TASK ITEM →
Copy out exactly the lines below that run from the one holding "filename crates/resgraph/benches/benchmarks/planner.rs" to the one holding "const HORIZON: u64 = 1_000_000;", keeping both of those lines and no others.
○ ○ ○ ○ ○ ○ ○
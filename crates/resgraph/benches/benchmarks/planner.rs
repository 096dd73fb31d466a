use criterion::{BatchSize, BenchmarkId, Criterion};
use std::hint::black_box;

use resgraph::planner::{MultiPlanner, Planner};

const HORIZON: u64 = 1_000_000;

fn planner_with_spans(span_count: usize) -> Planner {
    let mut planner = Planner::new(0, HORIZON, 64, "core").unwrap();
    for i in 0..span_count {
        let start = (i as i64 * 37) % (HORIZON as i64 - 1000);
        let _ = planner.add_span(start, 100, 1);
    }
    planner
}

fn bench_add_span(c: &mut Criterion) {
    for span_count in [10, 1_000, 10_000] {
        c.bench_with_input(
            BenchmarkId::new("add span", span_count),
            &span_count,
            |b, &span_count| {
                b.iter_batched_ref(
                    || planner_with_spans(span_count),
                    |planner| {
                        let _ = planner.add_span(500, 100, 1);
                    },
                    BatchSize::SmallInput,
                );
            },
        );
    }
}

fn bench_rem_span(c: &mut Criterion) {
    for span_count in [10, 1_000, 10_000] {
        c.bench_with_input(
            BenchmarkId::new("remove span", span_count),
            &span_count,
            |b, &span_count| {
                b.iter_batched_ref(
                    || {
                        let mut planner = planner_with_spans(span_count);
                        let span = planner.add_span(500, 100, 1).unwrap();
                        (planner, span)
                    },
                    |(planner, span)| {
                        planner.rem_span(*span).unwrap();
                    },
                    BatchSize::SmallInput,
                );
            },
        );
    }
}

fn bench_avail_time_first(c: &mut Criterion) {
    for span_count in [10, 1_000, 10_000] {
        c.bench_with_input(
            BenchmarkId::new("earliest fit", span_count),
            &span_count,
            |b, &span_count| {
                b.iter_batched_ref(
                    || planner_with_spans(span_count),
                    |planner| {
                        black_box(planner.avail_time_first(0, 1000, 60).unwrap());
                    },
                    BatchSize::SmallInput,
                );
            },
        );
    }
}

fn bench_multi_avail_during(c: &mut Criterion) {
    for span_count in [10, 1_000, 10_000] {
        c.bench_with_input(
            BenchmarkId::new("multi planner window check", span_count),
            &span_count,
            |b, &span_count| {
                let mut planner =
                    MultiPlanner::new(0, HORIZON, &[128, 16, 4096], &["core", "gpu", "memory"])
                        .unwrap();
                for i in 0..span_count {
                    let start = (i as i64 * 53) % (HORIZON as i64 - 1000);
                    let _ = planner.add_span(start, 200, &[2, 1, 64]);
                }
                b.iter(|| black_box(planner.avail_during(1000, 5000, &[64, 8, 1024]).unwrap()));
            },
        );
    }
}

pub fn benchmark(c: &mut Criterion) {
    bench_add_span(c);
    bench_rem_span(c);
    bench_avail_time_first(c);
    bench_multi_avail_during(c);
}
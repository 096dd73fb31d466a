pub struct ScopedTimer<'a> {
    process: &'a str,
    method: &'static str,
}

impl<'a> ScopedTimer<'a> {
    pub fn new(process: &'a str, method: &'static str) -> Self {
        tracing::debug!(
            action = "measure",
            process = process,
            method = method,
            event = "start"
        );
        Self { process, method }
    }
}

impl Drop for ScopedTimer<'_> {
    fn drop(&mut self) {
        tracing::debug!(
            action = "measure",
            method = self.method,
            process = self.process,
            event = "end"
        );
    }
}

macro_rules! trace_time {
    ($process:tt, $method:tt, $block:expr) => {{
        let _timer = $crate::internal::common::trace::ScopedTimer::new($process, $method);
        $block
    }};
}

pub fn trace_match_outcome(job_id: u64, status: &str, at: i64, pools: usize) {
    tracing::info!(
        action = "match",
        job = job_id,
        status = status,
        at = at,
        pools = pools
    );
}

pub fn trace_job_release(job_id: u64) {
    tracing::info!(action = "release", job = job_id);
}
○ ○ ○ ○ ○ ○ ○
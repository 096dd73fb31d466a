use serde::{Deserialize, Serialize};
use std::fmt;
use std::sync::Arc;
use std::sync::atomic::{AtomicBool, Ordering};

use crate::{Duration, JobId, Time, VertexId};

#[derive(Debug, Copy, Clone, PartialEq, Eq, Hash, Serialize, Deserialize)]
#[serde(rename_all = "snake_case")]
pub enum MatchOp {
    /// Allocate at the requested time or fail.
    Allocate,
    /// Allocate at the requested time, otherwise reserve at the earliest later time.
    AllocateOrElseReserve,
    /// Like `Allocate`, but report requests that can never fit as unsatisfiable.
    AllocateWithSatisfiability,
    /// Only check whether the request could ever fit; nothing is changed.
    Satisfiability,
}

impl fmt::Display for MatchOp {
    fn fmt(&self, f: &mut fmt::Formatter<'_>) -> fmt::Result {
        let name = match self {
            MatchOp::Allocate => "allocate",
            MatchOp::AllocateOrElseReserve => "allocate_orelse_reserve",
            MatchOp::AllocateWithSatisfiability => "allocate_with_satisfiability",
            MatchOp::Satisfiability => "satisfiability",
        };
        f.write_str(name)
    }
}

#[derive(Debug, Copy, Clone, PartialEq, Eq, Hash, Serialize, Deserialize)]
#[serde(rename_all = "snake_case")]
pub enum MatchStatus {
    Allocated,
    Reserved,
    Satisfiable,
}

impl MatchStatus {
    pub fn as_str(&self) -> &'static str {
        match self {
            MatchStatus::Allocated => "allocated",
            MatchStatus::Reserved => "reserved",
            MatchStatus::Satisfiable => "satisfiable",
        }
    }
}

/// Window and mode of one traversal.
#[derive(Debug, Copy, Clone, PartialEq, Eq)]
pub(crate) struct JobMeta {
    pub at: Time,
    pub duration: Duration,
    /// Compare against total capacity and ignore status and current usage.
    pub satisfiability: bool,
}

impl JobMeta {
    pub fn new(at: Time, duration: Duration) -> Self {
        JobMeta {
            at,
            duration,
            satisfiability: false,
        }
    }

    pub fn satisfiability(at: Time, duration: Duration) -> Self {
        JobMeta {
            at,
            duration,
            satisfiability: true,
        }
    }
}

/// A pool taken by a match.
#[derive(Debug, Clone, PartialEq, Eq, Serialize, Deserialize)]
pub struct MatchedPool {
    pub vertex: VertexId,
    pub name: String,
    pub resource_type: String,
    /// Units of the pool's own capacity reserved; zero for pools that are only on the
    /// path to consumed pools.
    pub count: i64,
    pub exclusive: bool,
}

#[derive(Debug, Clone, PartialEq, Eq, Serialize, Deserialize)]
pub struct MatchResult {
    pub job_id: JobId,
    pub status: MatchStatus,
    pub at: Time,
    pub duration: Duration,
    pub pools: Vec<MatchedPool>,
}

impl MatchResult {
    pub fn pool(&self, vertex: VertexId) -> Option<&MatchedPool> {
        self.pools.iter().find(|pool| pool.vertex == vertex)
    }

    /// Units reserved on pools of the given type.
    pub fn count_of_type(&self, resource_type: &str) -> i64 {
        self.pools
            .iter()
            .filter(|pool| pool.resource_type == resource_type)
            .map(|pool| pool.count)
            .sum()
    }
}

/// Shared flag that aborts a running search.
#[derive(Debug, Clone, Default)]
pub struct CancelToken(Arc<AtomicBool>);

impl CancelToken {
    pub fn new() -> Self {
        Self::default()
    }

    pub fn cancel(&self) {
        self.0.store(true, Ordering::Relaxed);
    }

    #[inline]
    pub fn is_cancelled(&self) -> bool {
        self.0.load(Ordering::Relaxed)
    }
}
○ ○ ○ ○ ○ ○ ○
ANSWER FOR THIS EXERCISE →
filename crates/resgraph/benches/benchmarks/planner.rs
repository 096dd73fb31d466a
use criterion::{BatchSize, BenchmarkId, Criterion};
use std::hint::black_box;

use resgraph::planner::{MultiPlanner, Planner};

const HORIZON: u64 = 1_000_000;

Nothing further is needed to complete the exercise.